(Records drawn from a dataset)
BEGIN
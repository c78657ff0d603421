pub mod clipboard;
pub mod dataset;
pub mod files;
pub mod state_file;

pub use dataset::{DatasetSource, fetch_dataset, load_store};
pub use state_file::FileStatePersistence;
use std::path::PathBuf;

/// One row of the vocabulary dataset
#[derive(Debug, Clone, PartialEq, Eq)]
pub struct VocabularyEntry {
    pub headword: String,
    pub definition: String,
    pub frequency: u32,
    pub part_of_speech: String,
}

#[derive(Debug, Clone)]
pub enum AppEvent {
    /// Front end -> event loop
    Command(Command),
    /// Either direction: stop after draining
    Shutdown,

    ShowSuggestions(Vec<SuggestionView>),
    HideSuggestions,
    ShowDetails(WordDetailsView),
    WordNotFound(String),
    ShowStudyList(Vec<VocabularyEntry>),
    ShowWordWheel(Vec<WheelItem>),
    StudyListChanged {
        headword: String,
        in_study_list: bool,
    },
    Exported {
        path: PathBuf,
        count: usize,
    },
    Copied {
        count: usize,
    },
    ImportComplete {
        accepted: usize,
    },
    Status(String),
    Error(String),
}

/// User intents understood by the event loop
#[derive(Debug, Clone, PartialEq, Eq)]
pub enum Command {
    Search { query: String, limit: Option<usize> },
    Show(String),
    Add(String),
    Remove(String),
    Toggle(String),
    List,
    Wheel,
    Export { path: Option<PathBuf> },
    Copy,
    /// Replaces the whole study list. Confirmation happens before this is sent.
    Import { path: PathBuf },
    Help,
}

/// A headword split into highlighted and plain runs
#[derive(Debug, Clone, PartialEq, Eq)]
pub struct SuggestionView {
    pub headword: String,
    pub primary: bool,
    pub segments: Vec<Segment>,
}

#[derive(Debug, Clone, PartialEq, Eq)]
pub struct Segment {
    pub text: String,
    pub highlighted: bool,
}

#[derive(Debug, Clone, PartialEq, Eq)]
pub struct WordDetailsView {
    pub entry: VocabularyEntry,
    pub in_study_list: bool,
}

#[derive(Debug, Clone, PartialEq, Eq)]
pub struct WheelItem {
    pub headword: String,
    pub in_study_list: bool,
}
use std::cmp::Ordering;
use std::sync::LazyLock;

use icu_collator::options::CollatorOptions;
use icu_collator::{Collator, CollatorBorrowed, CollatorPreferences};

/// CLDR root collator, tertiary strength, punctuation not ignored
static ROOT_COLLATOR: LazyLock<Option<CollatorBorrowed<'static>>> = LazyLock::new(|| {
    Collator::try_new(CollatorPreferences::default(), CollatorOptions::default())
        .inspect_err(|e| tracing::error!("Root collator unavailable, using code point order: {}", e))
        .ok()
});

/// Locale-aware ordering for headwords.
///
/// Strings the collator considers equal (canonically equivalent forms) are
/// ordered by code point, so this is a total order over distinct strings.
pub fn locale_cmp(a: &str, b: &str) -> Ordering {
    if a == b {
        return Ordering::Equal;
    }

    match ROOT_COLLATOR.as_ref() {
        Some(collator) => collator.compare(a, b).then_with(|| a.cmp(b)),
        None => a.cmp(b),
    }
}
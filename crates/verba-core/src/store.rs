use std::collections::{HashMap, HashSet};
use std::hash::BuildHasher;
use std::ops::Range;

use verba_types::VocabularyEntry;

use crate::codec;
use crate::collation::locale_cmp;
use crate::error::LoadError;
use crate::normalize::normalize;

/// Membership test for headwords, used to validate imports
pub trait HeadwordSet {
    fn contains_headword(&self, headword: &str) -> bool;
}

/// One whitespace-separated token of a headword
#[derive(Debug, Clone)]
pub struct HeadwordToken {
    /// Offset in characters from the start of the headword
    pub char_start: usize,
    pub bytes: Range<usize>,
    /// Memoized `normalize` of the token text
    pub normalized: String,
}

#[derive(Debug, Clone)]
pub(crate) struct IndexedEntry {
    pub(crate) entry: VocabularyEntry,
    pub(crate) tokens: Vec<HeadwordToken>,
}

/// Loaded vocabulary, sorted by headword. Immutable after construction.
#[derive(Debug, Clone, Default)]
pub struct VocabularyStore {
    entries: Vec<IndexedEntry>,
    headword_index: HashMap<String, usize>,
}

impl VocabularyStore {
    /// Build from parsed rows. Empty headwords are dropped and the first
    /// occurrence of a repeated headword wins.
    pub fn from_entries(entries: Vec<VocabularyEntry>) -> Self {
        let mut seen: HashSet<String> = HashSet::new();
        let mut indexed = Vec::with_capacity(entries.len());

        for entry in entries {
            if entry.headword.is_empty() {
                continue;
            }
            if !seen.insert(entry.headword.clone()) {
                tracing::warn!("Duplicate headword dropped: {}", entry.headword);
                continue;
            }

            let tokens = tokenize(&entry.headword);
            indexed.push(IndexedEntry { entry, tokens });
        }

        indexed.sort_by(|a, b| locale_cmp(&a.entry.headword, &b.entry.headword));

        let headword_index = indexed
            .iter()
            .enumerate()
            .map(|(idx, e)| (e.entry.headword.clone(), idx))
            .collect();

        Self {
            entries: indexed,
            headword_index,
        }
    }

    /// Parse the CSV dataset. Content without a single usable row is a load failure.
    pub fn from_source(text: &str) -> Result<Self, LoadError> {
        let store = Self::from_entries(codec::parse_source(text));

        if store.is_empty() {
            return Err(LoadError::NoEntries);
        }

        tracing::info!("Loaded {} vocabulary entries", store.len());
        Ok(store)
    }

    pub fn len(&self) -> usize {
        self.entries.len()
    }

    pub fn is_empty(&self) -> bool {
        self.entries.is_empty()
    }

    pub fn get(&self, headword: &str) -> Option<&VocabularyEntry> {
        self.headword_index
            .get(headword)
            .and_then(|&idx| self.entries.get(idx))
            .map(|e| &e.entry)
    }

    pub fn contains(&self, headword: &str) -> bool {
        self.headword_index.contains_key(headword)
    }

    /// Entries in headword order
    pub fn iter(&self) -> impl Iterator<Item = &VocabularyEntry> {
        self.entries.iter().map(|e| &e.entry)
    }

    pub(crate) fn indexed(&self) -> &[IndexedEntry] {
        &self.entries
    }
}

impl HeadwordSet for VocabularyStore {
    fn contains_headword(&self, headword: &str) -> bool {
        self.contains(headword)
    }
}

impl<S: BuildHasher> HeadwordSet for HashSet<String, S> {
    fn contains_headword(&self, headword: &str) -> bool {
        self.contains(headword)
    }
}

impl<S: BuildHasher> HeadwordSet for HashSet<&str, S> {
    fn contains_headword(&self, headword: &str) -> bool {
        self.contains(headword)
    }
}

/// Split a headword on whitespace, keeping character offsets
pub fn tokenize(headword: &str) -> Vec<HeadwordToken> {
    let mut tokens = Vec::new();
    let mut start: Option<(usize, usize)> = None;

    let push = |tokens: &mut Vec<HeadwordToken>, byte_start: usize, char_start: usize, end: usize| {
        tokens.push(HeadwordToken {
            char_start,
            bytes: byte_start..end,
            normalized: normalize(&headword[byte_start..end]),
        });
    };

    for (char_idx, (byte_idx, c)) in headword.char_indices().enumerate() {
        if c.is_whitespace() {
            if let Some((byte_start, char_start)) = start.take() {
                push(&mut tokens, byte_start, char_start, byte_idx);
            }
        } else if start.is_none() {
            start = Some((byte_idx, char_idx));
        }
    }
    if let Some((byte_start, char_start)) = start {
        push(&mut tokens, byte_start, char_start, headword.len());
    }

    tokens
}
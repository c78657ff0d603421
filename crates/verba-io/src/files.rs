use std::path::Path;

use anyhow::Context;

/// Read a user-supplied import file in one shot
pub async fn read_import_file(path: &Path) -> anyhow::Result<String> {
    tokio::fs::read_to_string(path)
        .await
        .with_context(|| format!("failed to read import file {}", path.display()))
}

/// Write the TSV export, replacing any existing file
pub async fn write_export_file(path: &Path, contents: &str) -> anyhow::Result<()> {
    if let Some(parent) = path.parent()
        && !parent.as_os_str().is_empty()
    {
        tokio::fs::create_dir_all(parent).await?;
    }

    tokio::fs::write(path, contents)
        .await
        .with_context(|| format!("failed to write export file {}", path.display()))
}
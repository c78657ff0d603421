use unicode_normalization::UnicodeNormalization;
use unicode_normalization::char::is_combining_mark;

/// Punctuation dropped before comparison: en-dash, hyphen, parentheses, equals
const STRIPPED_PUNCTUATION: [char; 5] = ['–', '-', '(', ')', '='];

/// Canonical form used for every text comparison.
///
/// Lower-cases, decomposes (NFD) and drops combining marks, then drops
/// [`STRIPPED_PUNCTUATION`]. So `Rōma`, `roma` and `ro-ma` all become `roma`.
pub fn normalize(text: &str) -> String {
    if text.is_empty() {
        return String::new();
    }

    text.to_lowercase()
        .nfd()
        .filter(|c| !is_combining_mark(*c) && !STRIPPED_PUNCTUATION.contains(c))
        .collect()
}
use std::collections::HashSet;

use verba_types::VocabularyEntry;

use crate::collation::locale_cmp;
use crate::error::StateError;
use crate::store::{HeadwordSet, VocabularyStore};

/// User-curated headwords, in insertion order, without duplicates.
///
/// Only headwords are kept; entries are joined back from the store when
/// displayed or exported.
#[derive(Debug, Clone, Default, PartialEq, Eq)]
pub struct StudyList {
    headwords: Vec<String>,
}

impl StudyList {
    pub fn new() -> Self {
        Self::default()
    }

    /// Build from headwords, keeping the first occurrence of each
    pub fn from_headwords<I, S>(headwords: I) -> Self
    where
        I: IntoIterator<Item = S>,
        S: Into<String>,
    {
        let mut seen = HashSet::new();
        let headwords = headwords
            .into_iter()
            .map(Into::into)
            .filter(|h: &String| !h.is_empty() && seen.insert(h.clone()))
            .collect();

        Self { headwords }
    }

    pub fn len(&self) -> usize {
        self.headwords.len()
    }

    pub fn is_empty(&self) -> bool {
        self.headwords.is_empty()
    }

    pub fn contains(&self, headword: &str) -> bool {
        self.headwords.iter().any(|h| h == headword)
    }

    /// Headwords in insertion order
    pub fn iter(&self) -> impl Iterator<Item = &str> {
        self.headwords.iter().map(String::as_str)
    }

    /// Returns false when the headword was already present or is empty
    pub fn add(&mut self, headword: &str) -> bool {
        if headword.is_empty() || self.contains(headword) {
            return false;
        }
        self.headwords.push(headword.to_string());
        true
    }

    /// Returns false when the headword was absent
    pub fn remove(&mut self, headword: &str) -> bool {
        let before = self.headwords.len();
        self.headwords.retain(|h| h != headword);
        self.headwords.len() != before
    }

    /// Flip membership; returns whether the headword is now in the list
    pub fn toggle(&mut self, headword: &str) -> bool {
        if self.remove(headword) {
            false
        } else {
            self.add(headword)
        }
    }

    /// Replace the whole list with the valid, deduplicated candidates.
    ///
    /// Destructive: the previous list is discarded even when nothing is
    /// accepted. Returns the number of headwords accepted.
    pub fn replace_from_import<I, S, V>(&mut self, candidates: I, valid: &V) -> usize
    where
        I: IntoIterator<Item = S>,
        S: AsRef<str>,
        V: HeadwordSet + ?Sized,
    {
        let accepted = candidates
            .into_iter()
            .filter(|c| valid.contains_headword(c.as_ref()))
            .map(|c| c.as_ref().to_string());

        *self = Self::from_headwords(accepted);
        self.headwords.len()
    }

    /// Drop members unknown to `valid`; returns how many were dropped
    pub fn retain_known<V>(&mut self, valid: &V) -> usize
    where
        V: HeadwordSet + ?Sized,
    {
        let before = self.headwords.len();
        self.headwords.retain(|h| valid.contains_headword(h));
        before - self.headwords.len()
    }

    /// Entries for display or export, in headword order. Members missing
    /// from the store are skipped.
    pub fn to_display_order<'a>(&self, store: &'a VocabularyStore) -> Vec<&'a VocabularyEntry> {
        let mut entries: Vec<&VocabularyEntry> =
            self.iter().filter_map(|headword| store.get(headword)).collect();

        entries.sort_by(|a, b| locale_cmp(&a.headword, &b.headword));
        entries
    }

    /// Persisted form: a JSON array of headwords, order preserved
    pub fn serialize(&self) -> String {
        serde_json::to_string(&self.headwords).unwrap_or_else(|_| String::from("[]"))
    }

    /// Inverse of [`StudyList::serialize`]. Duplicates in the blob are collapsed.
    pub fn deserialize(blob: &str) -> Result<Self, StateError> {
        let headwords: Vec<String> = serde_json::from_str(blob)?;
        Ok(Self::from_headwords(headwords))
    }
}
END
§ **GOAL OF THE EXERCISE**:
Which lines of the data contain "HeadwordToken"? Copy them all.

§ **EXERCISE RESPONSE**:
pub struct HeadwordToken {
    pub(crate) tokens: Vec<HeadwordToken>,
pub fn tokenize(headword: &str) -> Vec<HeadwordToken> {
    let push = |tokens: &mut Vec<HeadwordToken>, byte_start: usize, char_start: usize, end: usize| {
        tokens.push(HeadwordToken {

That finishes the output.